Our Goal
Seizures and development of epilepsy are common after Traumatic Brain Injury. Other major neurological disorders under study are novel non-addictive analgesics for Chronic Pain, pharmacological approaches to treat Addiction to Psychostimulants, or to prevent relapse, and prevention of Epileptogenesis. Currently, only 50% of all epilepsies are treatable with current anti-epileptic drugs, with brain surgery to remove the affected areas of the brain, with associated deficits, the only other option.
We seek to provide alternatives that maintain the quality of life of the patient.
Our Pipeline
We use pharmacological approaches to PREVENT brain damage and dysfunction after Traumatic Brain Injury, such as that experienced by members of the armed service from blasts or shock waves, and by civilians in society, from blunt injuries caused by motor vehicle accidents, falls and workplace injuries. Our pharmacological approach can also be used to PREVENT brain damage and dysfunction after Strokes.
More on our Research
The research program of the Shapiro lab spans the physiology and modulation of voltage-gated K+ and Ca2+ channels in neurons and non-excitable cells. We have focused on voltage-gated “M-type” (KCNQ) K+ channels, voltage-gated Ca2+ channels, TRP-family cation channels, Ano1/2 Cl- channels and signaling pathways mediated by Gq/11-coupled receptors, using patch-clamp electrophysiology of native neurons and in the brain slice, and heterologous systems, biochemistry, confocal and TIRF microscopy, molecular
biology and live single-cell and whole-animal imaging. Our major publications have shown the lipid-messenger sensitivity of many types of these channels, the mechanisms and structural determinants of their receptor-mediated modulation by lipids, calmodulin, A-kinase anchoring proteins (AKAPs) and Src kinase, and the roles of M channels in airway smooth muscle, and in the excitability of sensory neurons.

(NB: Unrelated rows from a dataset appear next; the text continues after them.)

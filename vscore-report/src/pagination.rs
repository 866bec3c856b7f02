//! Pagination utilities for vscore-report
//!
//! Listing endpoints take a 1-indexed `page` and a `limit` (default 10,
//! max 100). A page past the end is served as an empty page rather than
//! clamped, and an empty result set still reports one page.

use serde::{Deserialize, Serialize};

/// Default rows per page
pub const DEFAULT_LIMIT: i64 = 10;

/// Largest accepted page size
pub const MAX_LIMIT: i64 = 100;

/// Raw `page` / `limit` query parameters
#[derive(Debug, Clone, Copy, Deserialize)]
pub struct PageParams {
    #[serde(default = "default_page")]
    pub page: i64,
    #[serde(default = "default_limit")]
    pub limit: i64,
}

fn default_page() -> i64 {
    1
}

fn default_limit() -> i64 {
    DEFAULT_LIMIT
}

impl Default for PageParams {
    fn default() -> Self {
        Self {
            page: default_page(),
            limit: default_limit(),
        }
    }
}

impl PageParams {
    /// Reject out-of-range values with a message suitable for a 400
    pub fn validate(&self) -> Result<(), String> {
        if self.page < 1 {
            return Err(format!("page must be >= 1 (got {})", self.page));
        }
        if !(1..=MAX_LIMIT).contains(&self.limit) {
            return Err(format!(
                "limit must be between 1 and {} (got {})",
                MAX_LIMIT, self.limit
            ));
        }
        if (self.page - 1).checked_mul(self.limit).is_none() {
            return Err(format!("page is too large (got {})", self.page));
        }
        Ok(())
    }

    /// SQL OFFSET for this page; saturates for params that failed validation
    pub fn offset(&self) -> i64 {
        self.page
            .saturating_sub(1)
            .max(0)
            .saturating_mul(self.limit.max(0))
    }
}

/// Pagination metadata returned with every listing
#[derive(Debug, Clone, Copy, PartialEq, Eq, Serialize)]
pub struct Pagination {
    /// Requested page number (1-indexed)
    pub page: i64,
    pub limit: i64,
    pub total_items: i64,
    /// At least 1, even when there are no items
    pub total_pages: i64,
}

/// Calculate pagination metadata from total results and validated params
///
/// # Examples
/// ```
/// use vscore_report::pagination::{calculate_pagination, PageParams};
///
/// // 25 results, 10 per page = 3 pages
/// let p = calculate_pagination(25, &PageParams { page: 2, limit: 10 });
/// assert_eq!(p.total_pages, 3);
///
/// // no results still reports one page
/// let p = calculate_pagination(0, &PageParams::default());
/// assert_eq!(p.total_pages, 1);
/// ```
pub fn calculate_pagination(total_items: i64, params: &PageParams) -> Pagination {
    let total_pages = if total_items > 0 {
        (total_items + params.limit - 1) / params.limit
    } else {
        1
    };

    Pagination {
        page: params.page,
        limit: params.limit,
        total_items,
        total_pages,
    }
}
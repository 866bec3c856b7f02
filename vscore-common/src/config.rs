//! Configuration loading and root folder resolution
//!
//! Bootstrap configuration only: root folder, logging, listen ports.
//! Pipeline tuning lives in the database `settings` table (see
//! [`crate::db::settings`]).
//!
//! Root folder priority order:
//! 1. Command-line argument (highest priority)
//! 2. `VSCORE_ROOT_FOLDER` environment variable
//! 3. `VSCORE_ROOT` environment variable
//! 4. TOML config file `root_folder`
//! 5. OS-dependent compiled default (fallback)
//!
//! A missing or unparseable TOML file is never fatal: it is logged and the
//! compiled defaults are used.

use crate::{Error, Result};
use serde::{Deserialize, Serialize};
use std::path::{Path, PathBuf};
use tracing::{debug, warn};

/// Database file name inside the root folder
pub const DATABASE_FILE_NAME: &str = "vscore.db";

/// Primary root folder environment variable
pub const ENV_ROOT_FOLDER: &str = "VSCORE_ROOT_FOLDER";

/// Alternative root folder environment variable
pub const ENV_ROOT: &str = "VSCORE_ROOT";

/// Compiled-in defaults for the current platform
#[derive(Debug, Clone)]
pub struct CompiledDefaults {
    pub root_folder: PathBuf,
    pub log_level: String,
    pub pipeline_port: u16,
    pub report_port: u16,
}

impl CompiledDefaults {
    pub fn for_current_platform() -> Self {
        Self {
            root_folder: get_default_root_folder(),
            log_level: default_log_level(),
            pipeline_port: default_pipeline_port(),
            report_port: default_report_port(),
        }
    }
}

/// Bootstrap configuration loaded from TOML
#[derive(Debug, Clone, Default, Serialize, Deserialize)]
pub struct TomlConfig {
    /// Root folder holding `vscore.db`
    #[serde(default)]
    pub root_folder: Option<PathBuf>,

    #[serde(default)]
    pub logging: LoggingConfig,

    #[serde(default)]
    pub server: ServerConfig,
}

/// Logging configuration
#[derive(Debug, Clone, Serialize, Deserialize)]
pub struct LoggingConfig {
    /// Log level (trace, debug, info, warn, error)
    #[serde(default = "default_log_level")]
    pub level: String,
}

impl Default for LoggingConfig {
    fn default() -> Self {
        Self {
            level: default_log_level(),
        }
    }
}

/// HTTP listen configuration for both services
#[derive(Debug, Clone, Serialize, Deserialize)]
pub struct ServerConfig {
    #[serde(default = "default_bind_address")]
    pub bind_address: String,

    #[serde(default = "default_pipeline_port")]
    pub pipeline_port: u16,

    #[serde(default = "default_report_port")]
    pub report_port: u16,
}

impl Default for ServerConfig {
    fn default() -> Self {
        Self {
            bind_address: default_bind_address(),
            pipeline_port: default_pipeline_port(),
            report_port: default_report_port(),
        }
    }
}

fn default_log_level() -> String {
    "info".to_string()
}

fn default_bind_address() -> String {
    "127.0.0.1".to_string()
}

fn default_pipeline_port() -> u16 {
    5780
}

fn default_report_port() -> u16 {
    5781
}

impl TomlConfig {
    /// Parse a TOML config file
    pub fn from_file(path: &Path) -> Result<Self> {
        let content = std::fs::read_to_string(path)
            .map_err(|e| Error::Config(format!("Read TOML failed ({}): {}", path.display(), e)))?;
        toml::from_str(&content)
            .map_err(|e| Error::Config(format!("Parse TOML failed ({}): {}", path.display(), e)))
    }

    /// Load the platform config file, falling back to defaults when it is
    /// missing or invalid.
    pub fn load_or_default() -> Self {
        let Some(path) = config_file_path() else {
            debug!("No vscore config file found, using compiled defaults");
            return Self::default();
        };

        match Self::from_file(&path) {
            Ok(config) => {
                debug!("Loaded config from {}", path.display());
                config
            }
            Err(e) => {
                warn!("{} - using compiled defaults", e);
                Self::default()
            }
        }
    }
}

/// Resolves the root folder for a service
pub struct RootFolderResolver {
    module_name: String,
    cli_arg: Option<PathBuf>,
    toml_config: Option<TomlConfig>,
}

impl RootFolderResolver {
    pub fn new(module_name: &str) -> Self {
        Self {
            module_name: module_name.to_string(),
            cli_arg: None,
            toml_config: None,
        }
    }

    /// Command-line override (highest priority)
    pub fn with_cli_arg(mut self, cli_arg: Option<PathBuf>) -> Self {
        self.cli_arg = cli_arg;
        self
    }

    /// Use an already-loaded TOML config instead of reading the platform file
    pub fn with_toml_config(mut self, config: TomlConfig) -> Self {
        self.toml_config = Some(config);
        self
    }

    pub fn resolve(&self) -> PathBuf {
        if let Some(path) = &self.cli_arg {
            debug!(module = %self.module_name, "Root folder from command line");
            return path.clone();
        }

        for var in [ENV_ROOT_FOLDER, ENV_ROOT] {
            if let Ok(path) = std::env::var(var) {
                if !path.trim().is_empty() {
                    debug!(module = %self.module_name, "Root folder from {}", var);
                    return PathBuf::from(path);
                }
            }
        }

        let toml_root = match &self.toml_config {
            Some(config) => config.root_folder.clone(),
            None => TomlConfig::load_or_default().root_folder,
        };
        if let Some(path) = toml_root {
            debug!(module = %self.module_name, "Root folder from TOML config");
            return path;
        }

        get_default_root_folder()
    }
}

/// Creates the root folder and locates files inside it
pub struct RootFolderInitializer {
    root_folder: PathBuf,
}

impl RootFolderInitializer {
    pub fn new(root_folder: PathBuf) -> Self {
        Self { root_folder }
    }

    pub fn ensure_directory_exists(&self) -> Result<()> {
        std::fs::create_dir_all(&self.root_folder)?;
        Ok(())
    }

    pub fn database_path(&self) -> PathBuf {
        self.root_folder.join(DATABASE_FILE_NAME)
    }

    pub fn root_folder(&self) -> &Path {
        &self.root_folder
    }
}

/// Platform config file, if one exists
fn config_file_path() -> Option<PathBuf> {
    let user_config = dirs::config_dir().map(|d| d.join("vscore").join("config.toml"));
    if let Some(path) = user_config {
        if path.exists() {
            return Some(path);
        }
    }

    if cfg!(target_os = "linux") {
        let system_config = PathBuf::from("/etc/vscore/config.toml");
        if system_config.exists() {
            return Some(system_config);
        }
    }

    None
}

/// Get OS-dependent default root folder path
pub fn get_default_root_folder() -> PathBuf {
    if cfg!(target_os = "linux") {
        dirs::data_local_dir()
            .map(|d| d.join("vscore"))
            .unwrap_or_else(|| PathBuf::from("/var/lib/vscore"))
    } else if cfg!(target_os = "macos") {
        dirs::data_dir()
            .map(|d| d.join("vscore"))
            .unwrap_or_else(|| PathBuf::from("/Library/Application Support/vscore"))
    } else if cfg!(target_os = "windows") {
        dirs::data_local_dir()
            .map(|d| d.join("vscore"))
            .unwrap_or_else(|| PathBuf::from("C:\\ProgramData\\vscore"))
    } else {
        PathBuf::from("./vscore_data")
    }
}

We also seek to systematically explore the role of AKAP79/150 in orchestrating transcriptional and regulatory control of many of these channels in sympathetic and sensory neurons. We also use STORM super-resolution nanoscopy to probe the multi-protein complexes underlying modulation of ion channels. In addition, we are focusing on novel strategies to prevent acquired epilepsies, and the role of M-channel regulation, both acutely
and via transcriptional regulation in epileptogenesis, using brain-slice electrophysiology, single live-cell imaging and transgenic mouse models. More directly translationally, we also are exploring novel and provocative roles of M/KCNQ channels as a neuroprotective mechanism during cerebrovascular ischemic stroke, traumatic brain injury, and chronic pain, to prevent the development of epilepsy and pathological co-morbidities and to develop novel non-opiate approaches to treating chronic or neuropathic pain.
Finally, we are interested in the ion currents and signaling pathways regulating excitability of dopaminergic neurons in midbrain, so as to understand the pathophysiology of drug addiction, as well as ion channels critical to lymphomas.